A distanza di sette mesi dall’iniezione di alfa-sinucleina gli autori dello studio sono andati a valutare la capacità di costruire una tana da parte degli animali, fornendo loro 2,5 grammi di materiale adatto e osservandoli per 16 ore; alla capacità ‘costruttiva’ veniva quindi assegnato un punteggio da 0 a 6. I topi iniettati e con nervo vago intatto sono risultati quelli con la peggior attitudine alla costruzione di un rifugio (il loro punteggio era costantemente inferiore a 1, mentre gli animali degli altri due gruppi totalizzavano 3 o 4); a differenza degli altri due gruppi che utilizzavano sempre tutto il materiale ‘da costruzione’ fornito, i topi iniettati con alfa-sinucleina misfolded ne utilizzavano meno di un grammo. Questo esperimento - commentano gli autori - sta a dimostrare che questi animali, esattamente come avviene nell’uomo, con la progressione della malattia presentano un deterioramento del controllo dei movimenti fini.
Un altro esperimento è andato a misurare i
livelli di ansia dei topi, monitorando la loro reazione ad un nuovo ambiente. Il topo veniva posto in una grande scatola aperta dove una telecamera monitorava costantemente la loro capacità di esplorazione. I topi in salute si mostravano curiosi ed esploravano ogni parte del nuovo ambiente; quelli affetti da declino cognitivo al contrario erano più ansiosi e tendevano a rifugiarsi verso i bordi coperti della scatola, più che ad esplorarne il centro. Secondo i ricercatori anche questo tratto ansioso è caratteristico dei pazienti con Parkinson.
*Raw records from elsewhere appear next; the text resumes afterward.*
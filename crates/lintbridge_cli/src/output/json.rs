//! JSON output formatter

use lintbridge_engine::ScanResults;
use miette::{IntoDiagnostic, Result};

pub fn output_json(results: &ScanResults) -> Result<()> {
    let output: Vec<_> = results
        .iter()
        .map(|(path, problems)| {
            serde_json::json!({
                "path": path.display().to_string(),
                "problems": problems,
            })
        })
        .collect();
    println!(
        "{}",
        serde_json::to_string_pretty(&output).into_diagnostic()?
    );
    Ok(())
}
//! Configured engine instances.

use std::fmt;
use std::path::{Path, PathBuf};
use std::sync::Arc;
use std::sync::atomic::{AtomicBool, AtomicU64, Ordering};
use std::time::Instant;

use lintbridge_config::RuleConfig;
use lintbridge_text::DEFAULT_TAB_WIDTH;
use parking_lot::{Mutex, MutexGuard};

use crate::runtime::EngineInstance;

static NEXT_HANDLE_ID: AtomicU64 = AtomicU64::new(1);

/// Per-checker values derived from the rule configuration.
#[derive(Debug, Clone, PartialEq, Eq)]
pub struct CheckerSettings {
    /// Tab width used to map engine columns to offsets.
    pub tab_width: usize,
    /// Directory engine-reported file names are relative to.
    pub base_dir: Option<PathBuf>,
}

impl Default for CheckerSettings {
    fn default() -> Self {
        Self {
            tab_width: DEFAULT_TAB_WIDTH,
            base_dir: None,
        }
    }
}

/// A live, configured engine instance together with its configuration.
///
/// Handles are created by [`crate::EngineAdapter::create_checker`] and
/// remember which adapter made them. Scans against one handle never overlap.
/// Handles are not destroyed when dropped from a cache; call
/// [`crate::EngineAdapter::destroy`].
pub struct EngineHandle {
    id: u64,
    adapter_id: u64,
    version: String,
    config: Arc<RuleConfig>,
    settings: CheckerSettings,
    instance: Mutex<Box<dyn EngineInstance>>,
    created_at: Instant,
    destroyed: AtomicBool,
}

impl EngineHandle {
    pub(crate) fn new(
        adapter_id: u64,
        version: String,
        config: Arc<RuleConfig>,
        settings: CheckerSettings,
        instance: Box<dyn EngineInstance>,
    ) -> Self {
        Self {
            id: NEXT_HANDLE_ID.fetch_add(1, Ordering::Relaxed),
            adapter_id,
            version,
            config,
            settings,
            instance: Mutex::new(instance),
            created_at: Instant::now(),
            destroyed: AtomicBool::new(false),
        }
    }

    /// Unique identifier of this handle.
    pub fn id(&self) -> u64 {
        self.id
    }

    /// Engine version the handle was created with.
    pub fn version(&self) -> &str {
        &self.version
    }

    /// Rule configuration the engine was configured with.
    pub fn config(&self) -> &Arc<RuleConfig> {
        &self.config
    }

    pub fn settings(&self) -> &CheckerSettings {
        &self.settings
    }

    pub fn tab_width(&self) -> usize {
        self.settings.tab_width
    }

    pub fn base_dir(&self) -> Option<&Path> {
        self.settings.base_dir.as_deref()
    }

    pub fn created_at(&self) -> Instant {
        self.created_at
    }

    /// True once the handle has been destroyed.
    pub fn is_destroyed(&self) -> bool {
        self.destroyed.load(Ordering::Acquire)
    }

    pub(crate) fn adapter_id(&self) -> u64 {
        self.adapter_id
    }

    pub(crate) fn lock(&self) -> MutexGuard<'_, Box<dyn EngineInstance>> {
        self.instance.lock()
    }

    /// Marks the handle destroyed; returns false if it already was.
    pub(crate) fn mark_destroyed(&self) -> bool {
        !self.destroyed.swap(true, Ordering::AcqRel)
    }
}

impl fmt::Debug for EngineHandle {
    fn fmt(&self, f: &mut fmt::Formatter<'_>) -> fmt::Result {
        f.debug_struct("EngineHandle")
            .field("id", &self.id)
            .field("version", &self.version)
            .field("config", &self.config.name())
            .field("settings", &self.settings)
            .field("destroyed", &self.is_destroyed())
            .finish_non_exhaustive()
    }
}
Le ricadute dello studio: verso una terapia per il Parkinson
I risultati di questo studio dimostrano dunque che
l’alfa-sinucleina mal ripiegata nei topi si può ‘trasmettere’ dall’intestino al cervello, risalendo il nervo vago; il blocco di questa via di comunicazione potrebbe aiutare secondo gli autori di questa ricerca a prevenire le manifestazioni fisiche e cognitive del Parkinson e potrebbe dunque rappresentare un target terapeutico per le prime fasi della malattia. Resta però da scoprire quali parti del nervo vago consentono la risalita delle proteine patologiche verso il cervello e come bloccarla.